Gaylord recognized the appointment might not automatically be approved and might require a special order to muster into the Army and be paid. Wisconsin Gov. James Lewis thought a special order might be needed as well.
In a Nov. 10, 1864 letter to Secretary of War Edwin M. Stanton, President Abraham Lincoln stressed that he “had no objection to her appointment,” MacLeod said. Edwin Stanton did not want to create a precedent for this.
However, Edwin Stanton and Congress subsequently did pass a bill granting full pay for her time as a chaplain. Despite this, on account of phraseology of the bill by 1874 was still not paid.
After the Civil War, Gibson continued lecturing on women’s rights, temperance, and Negro Suffrage including a July 19, 1865 lecture she delivered on Negro Suffrage at Metropolitan Hall in New York, MacLeod said.

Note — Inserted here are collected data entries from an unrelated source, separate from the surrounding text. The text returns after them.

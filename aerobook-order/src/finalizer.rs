use aerobook_catalog::{PriceQuote, PricingEngine};
use aerobook_core::events::{publish_event, EventPublisher};
use aerobook_core::repository::PaymentOutcome;
use aerobook_core::{
    Actor, Booking, BookingStore, CoreError, CoreResult, Flight, Payment, PaymentMethod,
};
use aerobook_shared::models::events::{BookingConfirmedEvent, TOPIC_BOOKING_CONFIRMED};
use chrono::{DateTime, Utc};
use serde::Serialize;
use std::sync::Arc;
use tracing::info;
use uuid::Uuid;

#[derive(Debug, Clone, Serialize)]
#[serde(tag = "outcome", rename_all = "SCREAMING_SNAKE_CASE")]
pub enum PaymentResult {
    Paid {
        booking: Booking,
        payment: Payment,
        amount: i64,
    },
    /// A payment already exists; nothing was written.
    AlreadyConfirmed { booking: Booking },
}

#[derive(Debug, Clone, Serialize)]
pub struct PaymentQuote {
    pub booking: Booking,
    pub quote: PriceQuote,
}

/// Confirms Pending bookings against a single recorded payment.
#[derive(Clone)]
pub struct PaymentFinalizer {
    store: Arc<dyn BookingStore>,
    events: Arc<dyn EventPublisher>,
}

impl PaymentFinalizer {
    pub fn new(store: Arc<dyn BookingStore>, events: Arc<dyn EventPublisher>) -> Self {
        Self { store, events }
    }

    async fn owned_booking(&self, booking_id: Uuid, actor: &Actor) -> CoreResult<(Booking, Flight)> {
        let booking = self
            .store
            .get_booking(booking_id)
            .await?
            .filter(|b| b.is_owned_by(actor))
            .ok_or_else(|| CoreError::NotFound(format!("booking {}", booking_id)))?;
        let flight = self
            .store
            .get_flight(&booking.flight_number)
            .await?
            .ok_or_else(|| CoreError::IntegrityError(format!("flight {} is missing", booking.flight_number)))?;
        Ok((booking, flight))
    }

    /// Amount due for the checkout page. Read only.
    pub async fn quote(&self, booking_id: Uuid, actor: &Actor) -> CoreResult<PaymentQuote> {
        let (booking, flight) = self.owned_booking(booking_id, actor).await?;
        if booking.is_cancelled() {
            return Err(CoreError::StateError(format!("booking {} is cancelled", booking_id)));
        }
        let quote = PricingEngine::quote(&flight, booking.cabin_class, booking.number_of_passengers);
        Ok(PaymentQuote { booking, quote })
    }

    pub async fn pay(
        &self,
        booking_id: Uuid,
        actor: &Actor,
        method: PaymentMethod,
        now: DateTime<Utc>,
    ) -> CoreResult<PaymentResult> {
        let (_, flight) = self.owned_booking(booking_id, actor).await?;
        let payment = Payment::new(booking_id, method, now);

        // Status is decided by the store on the locked row, not on the copy
        // read above.
        match self.store.confirm_payment(booking_id, &payment).await? {
            PaymentOutcome::Confirmed { booking, payment } => {
                let amount = PricingEngine::payment_amount(&flight, &booking);
                info!(
                    "Booking {} confirmed by payment {} ({} via {})",
                    booking.id, payment.id, amount, payment.method
                );

                let event = BookingConfirmedEvent {
                    booking_id: booking.id,
                    payment_id: payment.id,
                    flight_number: booking.flight_number.clone(),
                    amount,
                    timestamp: now.timestamp(),
                };
                publish_event(self.events.as_ref(), TOPIC_BOOKING_CONFIRMED, &booking.id.to_string(), &event).await;

                Ok(PaymentResult::Paid {
                    booking,
                    payment,
                    amount,
                })
            }
            PaymentOutcome::AlreadyConfirmed(booking) => {
                info!("Booking {} already confirmed; payment ignored", booking.id);
                Ok(PaymentResult::AlreadyConfirmed { booking })
            }
            PaymentOutcome::Rejected(booking) => Err(CoreError::StateError(format!(
                "booking {} is cancelled and cannot be paid",
                booking.id
            ))),
        }
    }
}

#[cfg(test)]
mod tests {
    use super::*;
    use crate::test_support::{fixture, request};
    use aerobook_core::{BookingStatus, CabinClass};
    use aerobook_shared::models::events::TOPIC_BOOKING_CREATED;
    use chrono::Duration;

    #[tokio::test]
    async fn test_pay_confirms_once() {
        let fx = fixture().await;
        let receipt = fx
            .ledger()
            .create_booking(&fx.passenger, request(CabinClass::First, &["1A", "1B"]), fx.now)
            .await
            .unwrap();
        let id = receipt.booking.id;
        let finalizer = fx.finalizer();

        let first = finalizer.pay(id, &fx.passenger, PaymentMethod::CreditCard, fx.now).await.unwrap();
        let payment_id = match first {
            PaymentResult::Paid { booking, payment, amount } => {
                assert_eq!(booking.status, BookingStatus::Confirmed);
                assert_eq!(amount, 2000);
                payment.id
            }
            other => panic!("unexpected result {:?}", other),
        };

        let again = finalizer.pay(id, &fx.passenger, PaymentMethod::Cash, fx.now).await.unwrap();
        assert!(matches!(again, PaymentResult::AlreadyConfirmed { .. }));

        let stored = fx.store.get_payment(id).await.unwrap().unwrap();
        assert_eq!(stored.id, payment_id);
        assert_eq!(stored.method, PaymentMethod::CreditCard);
        assert_eq!(
            fx.events.topics(),
            vec![TOPIC_BOOKING_CREATED, TOPIC_BOOKING_CONFIRMED]
        );
    }

    #[tokio::test]
    async fn test_cancelled_booking_cannot_be_paid() {
        let fx = fixture().await;
        let receipt = fx
            .ledger()
            .create_booking(&fx.passenger, request(CabinClass::Economy, &["2C"]), fx.now)
            .await
            .unwrap();
        fx.sweeper().sweep(fx.now + Duration::minutes(10)).await;

        let err = fx
            .finalizer()
            .pay(receipt.booking.id, &fx.passenger, PaymentMethod::Wallet, fx.now)
            .await
            .unwrap_err();
        assert!(matches!(err, CoreError::StateError(_)));
        assert!(fx.store.get_payment(receipt.booking.id).await.unwrap().is_none());
        assert!(matches!(
            fx.finalizer().quote(receipt.booking.id, &fx.passenger).await,
            Err(CoreError::StateError(_))
        ));
    }

    #[tokio::test]
    async fn test_only_owner_can_pay() {
        let fx = fixture().await;
        let receipt = fx
            .ledger()
            .create_booking(&fx.passenger, request(CabinClass::Economy, &["2D"]), fx.now)
            .await
            .unwrap();
        assert!(matches!(
            fx.finalizer()
                .pay(receipt.booking.id, &Actor::passenger("other"), PaymentMethod::Cash, fx.now)
                .await,
            Err(CoreError::NotFound(_))
        ));
        assert!(fx.store.get_payment(receipt.booking.id).await.unwrap().is_none());
    }

    #[tokio::test]
    async fn test_quote_tracks_passenger_count() {
        let fx = fixture().await;
        let receipt = fx
            .ledger()
            .create_booking(&fx.passenger, request(CabinClass::Business, &["3C", "3D"]), fx.now)
            .await
            .unwrap();
        fx.cancellation()
            .cancel_ticket(receipt.tickets[0].id, &fx.passenger, fx.now)
            .await
            .unwrap();

        let q = fx.finalizer().quote(receipt.booking.id, &fx.passenger).await.unwrap();
        assert_eq!(q.quote.passengers, 1);
        assert_eq!(q.quote.total, 500);
    }

    #[tokio::test]
    async fn test_concurrent_payments_record_one() {
        let fx = fixture().await;
        let receipt = fx
            .ledger()
            .create_booking(&fx.passenger, request(CabinClass::Economy, &["4C"]), fx.now)
            .await
            .unwrap();

        let mut handles = Vec::new();
        for _ in 0..5 {
            let finalizer = fx.finalizer();
            let actor = fx.passenger.clone();
            let id = receipt.booking.id;
            let now = fx.now;
            handles.push(tokio::spawn(async move {
                finalizer.pay(id, &actor, PaymentMethod::CreditCard, now).await
            }));
        }

        let mut paid = 0;
        for handle in handles {
            if let PaymentResult::Paid { .. } = handle.await.unwrap().unwrap() {
                paid += 1;
            }
        }
        assert_eq!(paid, 1);
    }
}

Eventually, Gibson became disabled from malaria acquired during the war, as well as other possible illnesses, passing away in Barre on March 8, 1901. Upon her death, she requested that instead of being buried she be cremated and that there be no monument to her. “She was always kind of bitter as widows received a pension yet she didn’t even though she had served in the war,” MacLeod said.
In 2002 in the National Defense Authorization Act signed by George W. Bush, Gibson was given the title Captain as all Chaplains are officers and thus became recognized as the first Woman Chaplain in the United States Military.
In 2012, the Rindge Historical Society applied for a veteran’s grave marker for Gibson through the Office of Veterans Affairs. After having the request rejected several times and being required to find a Gibson family descendent to sign the application (Ella had no children of her own), the marker arrived and was placed at the Meeting House Cemetery near her relatives, MacLeod said. The town of Rindge honored her on Memorial Day 2013.
The Rindge Historical Society has a copy of her “Soldiers Gift” as well as another book she wrote, “The Godly Women of the Bible by an Ungodly Woman of the 19th Century,” MacLeod said.